■ **EXERCISE**: I would like every line of the records below that contains the word "here" copied.

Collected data

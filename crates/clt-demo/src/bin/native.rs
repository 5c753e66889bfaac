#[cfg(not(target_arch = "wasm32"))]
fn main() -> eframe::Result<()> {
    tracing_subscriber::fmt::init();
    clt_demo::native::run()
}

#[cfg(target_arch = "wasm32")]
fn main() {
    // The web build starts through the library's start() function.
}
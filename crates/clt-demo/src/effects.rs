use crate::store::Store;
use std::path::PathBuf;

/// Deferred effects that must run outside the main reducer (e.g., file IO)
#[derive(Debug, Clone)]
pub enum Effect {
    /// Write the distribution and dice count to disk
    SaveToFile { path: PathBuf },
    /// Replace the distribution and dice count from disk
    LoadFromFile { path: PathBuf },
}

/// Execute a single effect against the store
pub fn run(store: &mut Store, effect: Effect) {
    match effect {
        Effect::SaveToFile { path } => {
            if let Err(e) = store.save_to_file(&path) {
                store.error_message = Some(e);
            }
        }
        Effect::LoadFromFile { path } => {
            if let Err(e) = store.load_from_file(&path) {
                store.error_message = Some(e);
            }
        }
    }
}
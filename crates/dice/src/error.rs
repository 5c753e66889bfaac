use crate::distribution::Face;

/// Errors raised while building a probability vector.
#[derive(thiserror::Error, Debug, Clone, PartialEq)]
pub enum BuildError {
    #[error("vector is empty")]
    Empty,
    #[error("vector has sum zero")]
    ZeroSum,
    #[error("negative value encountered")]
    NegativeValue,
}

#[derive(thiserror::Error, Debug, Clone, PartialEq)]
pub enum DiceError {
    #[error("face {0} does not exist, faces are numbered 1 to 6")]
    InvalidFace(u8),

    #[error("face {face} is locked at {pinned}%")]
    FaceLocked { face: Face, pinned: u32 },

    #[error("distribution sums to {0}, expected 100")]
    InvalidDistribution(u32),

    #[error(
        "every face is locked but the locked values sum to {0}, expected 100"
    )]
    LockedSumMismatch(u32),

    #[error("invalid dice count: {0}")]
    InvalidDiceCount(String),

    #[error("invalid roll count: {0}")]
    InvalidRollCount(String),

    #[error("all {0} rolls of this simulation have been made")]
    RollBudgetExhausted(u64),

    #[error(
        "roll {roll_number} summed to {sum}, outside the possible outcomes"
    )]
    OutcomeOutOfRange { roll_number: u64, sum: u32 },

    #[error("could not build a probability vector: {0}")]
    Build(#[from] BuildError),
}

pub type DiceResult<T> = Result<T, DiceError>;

==

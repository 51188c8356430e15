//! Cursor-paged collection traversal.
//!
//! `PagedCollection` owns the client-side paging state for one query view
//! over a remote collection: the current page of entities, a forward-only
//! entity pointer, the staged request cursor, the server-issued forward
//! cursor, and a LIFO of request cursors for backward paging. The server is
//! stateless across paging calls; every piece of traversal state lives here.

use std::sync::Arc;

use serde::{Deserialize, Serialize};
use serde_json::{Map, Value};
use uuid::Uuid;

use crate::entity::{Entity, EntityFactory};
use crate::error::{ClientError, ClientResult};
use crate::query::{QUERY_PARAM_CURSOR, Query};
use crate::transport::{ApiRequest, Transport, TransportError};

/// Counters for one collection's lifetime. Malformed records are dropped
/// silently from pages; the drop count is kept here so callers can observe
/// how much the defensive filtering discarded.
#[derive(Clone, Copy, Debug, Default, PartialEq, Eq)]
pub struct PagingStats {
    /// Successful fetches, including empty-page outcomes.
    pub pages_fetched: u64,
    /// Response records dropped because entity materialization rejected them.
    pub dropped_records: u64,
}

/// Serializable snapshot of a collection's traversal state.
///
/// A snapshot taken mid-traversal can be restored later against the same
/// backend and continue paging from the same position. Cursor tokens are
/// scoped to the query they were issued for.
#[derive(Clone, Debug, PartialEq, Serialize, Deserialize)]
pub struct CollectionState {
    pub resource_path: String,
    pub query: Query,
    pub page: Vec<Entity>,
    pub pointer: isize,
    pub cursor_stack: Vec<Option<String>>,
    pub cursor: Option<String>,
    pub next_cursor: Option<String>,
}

■ **TASK ANSWER**:
//! stateless across paging calls; every piece of traversal state lives here.
/// silently from pages; the drop count is kept here so callers can observe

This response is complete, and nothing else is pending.